La collecte de données à partir de ces nouveaux moyens fournit également des informations importantes sur deux différents types de bombes aériennes indiennes. On pense que l’une est la très puissante Fuel Air Explosive (FAE) d’un type non identifié. L’autre, pas encore reconnue par les services d’analyse, est peut-être une nouvelle génération d’armes nucléaires aériennes.
LemonWood établit un accès continu aux communications par satellite (informations censurées). La Division FornSat travaille avec cette base et le Trans-Asia Product Line (S2A4) pour étendre la récupération de données par rapport à ce réseau prioritaire.

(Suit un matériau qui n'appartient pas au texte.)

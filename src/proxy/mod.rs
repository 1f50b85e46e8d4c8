//! Local SOCKS5 proxy
//!
//! Provides:
//! - the per-connection session driving handshake and relay
//! - the lifecycle supervisor that tears both sockets down exactly once
//! - the accept loop spawning one session per inbound connection

mod lifecycle;
mod server;
mod session;

pub use lifecycle::{CloseReason, Lifecycle};
pub use server::LocalServer;
pub use session::{Session, SessionConfig, SessionHandle};

use crate::protocol::{ProtocolError, ATYP_DOMAIN, ATYP_IPV4};
use std::fmt;
use std::net::Ipv4Addr;

/// Address types accepted in a CONNECT request
#[derive(Debug, Clone, Copy, PartialEq, Eq)]
#[repr(u8)]
pub enum AddressType {
    Ipv4 = ATYP_IPV4,
    Domain = ATYP_DOMAIN,
}

impl TryFrom<u8> for AddressType {
    type Error = ProtocolError;

    fn try_from(value: u8) -> Result<Self, Self::Error> {
        match value {
            ATYP_IPV4 => Ok(AddressType::Ipv4),
            ATYP_DOMAIN => Ok(AddressType::Domain),
            // IPv6 (0x04) included
            _ => Err(ProtocolError::UnsupportedAddressType(value)),
        }
    }
}

/// Proxy target address
#[derive(Debug, Clone, PartialEq, Eq)]
pub enum Address {
    /// IPv4 address and port
    Ipv4(Ipv4Addr, u16),
    /// Domain name and port
    Domain(String, u16),
}

impl Address {
    /// Get the port
    pub fn port(&self) -> u16 {
        match self {
            Address::Ipv4(_, port) => *port,
            Address::Domain(_, port) => *port,
        }
    }

    pub fn address_type(&self) -> AddressType {
        match self {
            Address::Ipv4(..) => AddressType::Ipv4,
            Address::Domain(..) => AddressType::Domain,
        }
    }
}

impl fmt::Display for Address {
    fn fmt(&self, f: &mut fmt::Formatter<'_>) -> fmt::Result {
        match self {
            Address::Ipv4(ip, port) => write!(f, "{}:{}", ip, port),
            Address::Domain(domain, port) => write!(f, "{}:{}", domain, port),
        }
    }
}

Bien que la collecte de données résultant de la collaboration interagences ait été spectaculaire, ce qui est le plus impressionnant est la tendance croissante de la collaboration observée entre l’ensemble des divisions de l’Agence. Les défis technologiques d’autrefois sont maintenant des opportunités pour une collaboration qui offre la promesse d’une NSA harmonieuse, interopérable et réceptive.
Il convient également de rappeler que la NSA états-unienne a installé un puissant logiciel espion appelé « Apparition » à New Delhi, comme nous l’avons signalé plus tôt [6]. Ce programme détermine les lieux précis d’où des personnes accèdent à Internet. Ces informations peuvent être utilisées pour envoyer des drones Lethal Reaper et éliminer des cibles. Les rapports Top Secret évoquent une unité de surveillance du Special Collection Services (SCS, une unité commune de la NSA et de la CIA) installée dans le campus de l’ambassade des États-Unis à New Delhi qui fonctionnait sous le nom de code « Daisy ». Cependant, le gouvernement indien n’a pas répondu ou doit encore faire une déclaration concernant l’espionnage pratiqué par l’ambassade.
Comme le montrent ces documents classifiés, la communauté du Renseignement états-unienne était très préoccupée par son incapacité à prévoir les tests nucléaires de l’Inde. La NSA, après avoir identifié et évalué les insuffisances qui ont mené à cet échec, a présenté des recommandations pour déterminer les mesures à prendre afin de réduire la possibilité de reproduire un échec similaire.
Quelles mesures ont été prises par la communauté du Renseignement états-unienne pour suivre le programme nucléaire de l’Inde ? Le cas ci-dessus n’est qu’un exemple de ce genre. Est-ce que le massacre actuel de scientifiques indien dans le pays depuis des décennies est le résultat d’une certaine stratégie [7] ? Est-ce que le crash du vol 101 d’Air India près du Mont-Blanc dans lequel se trouvait Homi J. Bhabha est directement lié à ces mesures ? Les services de Renseignement indiens sont-ils conscients de ces opérations ? Dans l’affirmative, ont-ils préparé une stratégie et pris les mesures appropriées pour contrer ces activités d’espionnage et les opérations secrètes ciblant le programme nucléaire de l’Inde ? Sinon, un bon moyen pour commencer serait d’ouvrir une nouvelle enquête sur l’assassinat du père de notre programme nucléaire - Homi J. Bhabha.